Por outro lado, nos meses de primavera não é costume estar a acontecer aquilo que se tem vindo a verificar. De acordo com os dados recolhidos por esta associação, referentes à criminalidade e insegurança nesta freguesia (ocorrências relatadas pelos vários vizinhos), em abril houve 17 furtos (ou atos de vandalismo) em viaturas, 14 furtos ou atos de vandalismo noturnos em lojas.

Em maio, a tendência é muito semelhante: apesar de terem decrescido as acções contra os carros, registam-se já 11 assaltos ou atos de vandalismo às lojas da freguesia. Aos lesados anteriores, somam-se também a Pastelaria Rosa Doce ou a Clínica Veterinária, ambas na Avenida João XXI, o mesmo local em que na noite passada houve um assalto à Padaria Portuguesa. Um dia antes, houve uma tentativa de assalto à loja Ópticas Gaspar na Avenida de Paris, junto à Praça de Londres.
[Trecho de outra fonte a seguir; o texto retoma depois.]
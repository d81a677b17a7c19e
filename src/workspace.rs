//! Disposable build-tree lifecycle

use std::path::{Path, PathBuf};

use tracing::{debug, info, warn};

/// Errors creating workspace directories.
#[derive(Debug, thiserror::Error)]
pub enum WorkspaceError {
    #[error("creating workspace root in {}: {}", .dir.display(), .source)]
    CreateRoot { dir: PathBuf, source: std::io::Error },

    #[error("creating scratch directory: {0}")]
    CreateScratch(std::io::Error),
}

/// A run-scoped scratch tree under the output directory.
///
/// The root is created once per run and removed wholesale by [`cleanup`];
/// scratch directories are never removed individually while the run is
/// in flight.
///
/// [`cleanup`]: Workspace::cleanup
pub struct Workspace {
    root: PathBuf,
    keep: bool,
}

impl Workspace {
    /// Create the workspace root (`build-*`) under `output_dir`.
    pub fn create(output_dir: &Path, keep: bool) -> Result<Self, WorkspaceError> {
        let root = tempfile::Builder::new()
            .prefix("build-")
            .tempdir_in(output_dir)
            .map_err(|source| WorkspaceError::CreateRoot {
                dir: output_dir.to_path_buf(),
                source,
            })?
            .keep();

        debug!(root = %root.display(), "created workspace root");

        Ok(Self { root, keep })
    }

    /// The workspace root directory.
    pub fn root(&self) -> &Path {
        &self.root
    }

    /// Create a fresh, uniquely named scratch directory for one job.
    pub fn scratch(&self, prefix: &str) -> Result<PathBuf, WorkspaceError> {
        let dir = tempfile::Builder::new()
            .prefix(&format!("{prefix}-"))
            .tempdir_in(&self.root)
            .map_err(WorkspaceError::CreateScratch)?
            .keep();

        debug!(dir = %dir.display(), "created scratch directory");

        Ok(dir)
    }

    /// Remove the workspace tree. Removal failures are logged and swallowed;
    /// retention skips removal entirely.
    pub fn cleanup(&self) {
        if self.keep {
            info!(root = %self.root.display(), "keeping build directory");
            return;
        }

        if let Err(e) = std::fs::remove_dir_all(&self.root) {
            warn!(root = %self.root.display(), error = %e, "failed to remove build directory");
        }
    }
}
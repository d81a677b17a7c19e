//! Job planning: artifact naming and pre-flight validation

use std::collections::BTreeMap;

use eyre::{Result, bail};

use crate::config::ToolSpec;

/// Errors resolving a single tool into a runnable job.
#[derive(Debug, thiserror::Error)]
pub enum JobError {
    #[error("invalid cmd {0:?}: must not contain a path separator")]
    ArtifactIsPath(String),
}

/// How a tool's source is materialized.
#[derive(Debug, Clone, Copy, PartialEq, Eq)]
pub enum Strategy {
    /// Shallow repository checkout.
    Clone,
    /// Module fetch into a throwaway workspace.
    Fetch,
}

/// A resolved build request for one tool.
#[derive(Debug, Clone)]
pub struct Job {
    /// Module or repository path.
    pub module: String,

    /// Output executable name.
    pub artifact: String,

    /// Selected build strategy.
    pub strategy: Strategy,

    /// Build steps run inside the checkout (clone strategy only).
    pub steps: Vec<String>,
}

impl Job {
    /// Resolve a manifest entry into a job, deriving the artifact name and
    /// rejecting names that would escape the output directory.
    pub fn resolve(module: &str, spec: &ToolSpec) -> Result<Self, JobError> {
        let artifact = match spec.cmd.as_deref() {
            Some(cmd) if !cmd.is_empty() => {
                if cmd.contains(['/', '\\']) {
                    return Err(JobError::ArtifactIsPath(cmd.to_string()));
                }
                cmd.to_string()
            }
            _ => default_artifact(module).to_string(),
        };

        let strategy = if spec.clone { Strategy::Clone } else { Strategy::Fetch };

        Ok(Self {
            module: module.to_string(),
            artifact,
            strategy,
            steps: spec.build.clone(),
        })
    }
}

/// Last path segment of a module path, skipping a trailing major-version
/// segment such as `v2`: `example.org/cmd/v2` names the executable `cmd`.
pub fn default_artifact(module: &str) -> &str {
    let mut segments = module.rsplit('/');
    let last = segments.next().unwrap_or(module);

    if is_version_segment(last) {
        segments.next().unwrap_or(last)
    } else {
        last
    }
}

fn is_version_segment(segment: &str) -> bool {
    match segment.strip_prefix('v') {
        Some(rest) => !rest.is_empty() && rest.bytes().all(|b| b.is_ascii_digit()),
        None => false,
    }
}

/// Reject tool sets where two entries resolve to the same artifact name.
/// The output directory is shared, so such a set would end in a silent
/// last-writer-wins race.
pub fn reject_duplicate_artifacts(tools: &BTreeMap<String, ToolSpec>) -> Result<()> {
    let mut seen: BTreeMap<String, String> = BTreeMap::new();

    for (module, spec) in tools {
        // Unresolvable entries fail per-tool at build time instead.
        let Ok(job) = Job::resolve(module, spec) else {
            continue;
        };

        if let Some(previous) = seen.insert(job.artifact.clone(), module.clone()) {
            bail!(
                "tools {} and {} both produce artifact {:?}",
                previous,
                module,
                job.artifact
            );
        }
    }

    Ok(())
}
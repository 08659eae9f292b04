//! Walks the came-from map backwards from the end cell to recover and mark
//! the shortest path.

use std::collections::HashMap;

use crate::error::GridError;
use crate::grid::{CellState, Grid, Position};

/// Mark every cell on the found path as [`CellState::Path`], walking from
/// `end` back towards the start, and invoke `on_step` once per marked cell
/// (so the callback order is end-to-start, not path order).
///
/// Neither `end` (the caller re-marks it) nor the start cell is touched;
/// the start never has a came-from entry, which is the loop's exit
/// condition.
pub(crate) fn mark_path<F>(
    grid: &mut Grid,
    came_from: &HashMap<Position, Position>,
    end: Position,
    on_step: &mut F,
) -> Result<(), GridError>
where
    F: FnMut(&Grid),
{
    let mut current = end;
    while let Some(&previous) = came_from.get(&current) {
        current = previous;
        if !came_from.contains_key(&current) {
            // reached the start cell
            break;
        }
        grid.set_state(current, CellState::Path)?;
        on_step(grid);
    }

    Ok(())
}

/// Recover the full position sequence from start to `end`, inclusive.
pub(crate) fn trace(came_from: &HashMap<Position, Position>, end: Position) -> Vec<Position> {
    let mut path = vec![end];
    let mut current = end;
    while let Some(&previous) = came_from.get(&current) {
        path.push(previous);
        current = previous;
    }
    path.reverse();
    path
}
"Isto não está a acontecer em Arroios ou nas Avenidas Novas. Isto está acontecer apenas aqui, numa média de 1 a 2 casos por noite", diz à MAGG Rui Martins, presidente e membro do concelho dos Vizinhos em Lisboa e administrador do núcleo Vizinhos do Areeiro. "A época e duração desta vaga é atípica em relação às anteriores, assim como o tipo de crime, que tem uma tipologia muito característica [utilização de uma pedra da calçada], quase como se fosse um grupo específico a praticá-lo. O tipo de crime é o mesmo, a zona e sempre a mesma."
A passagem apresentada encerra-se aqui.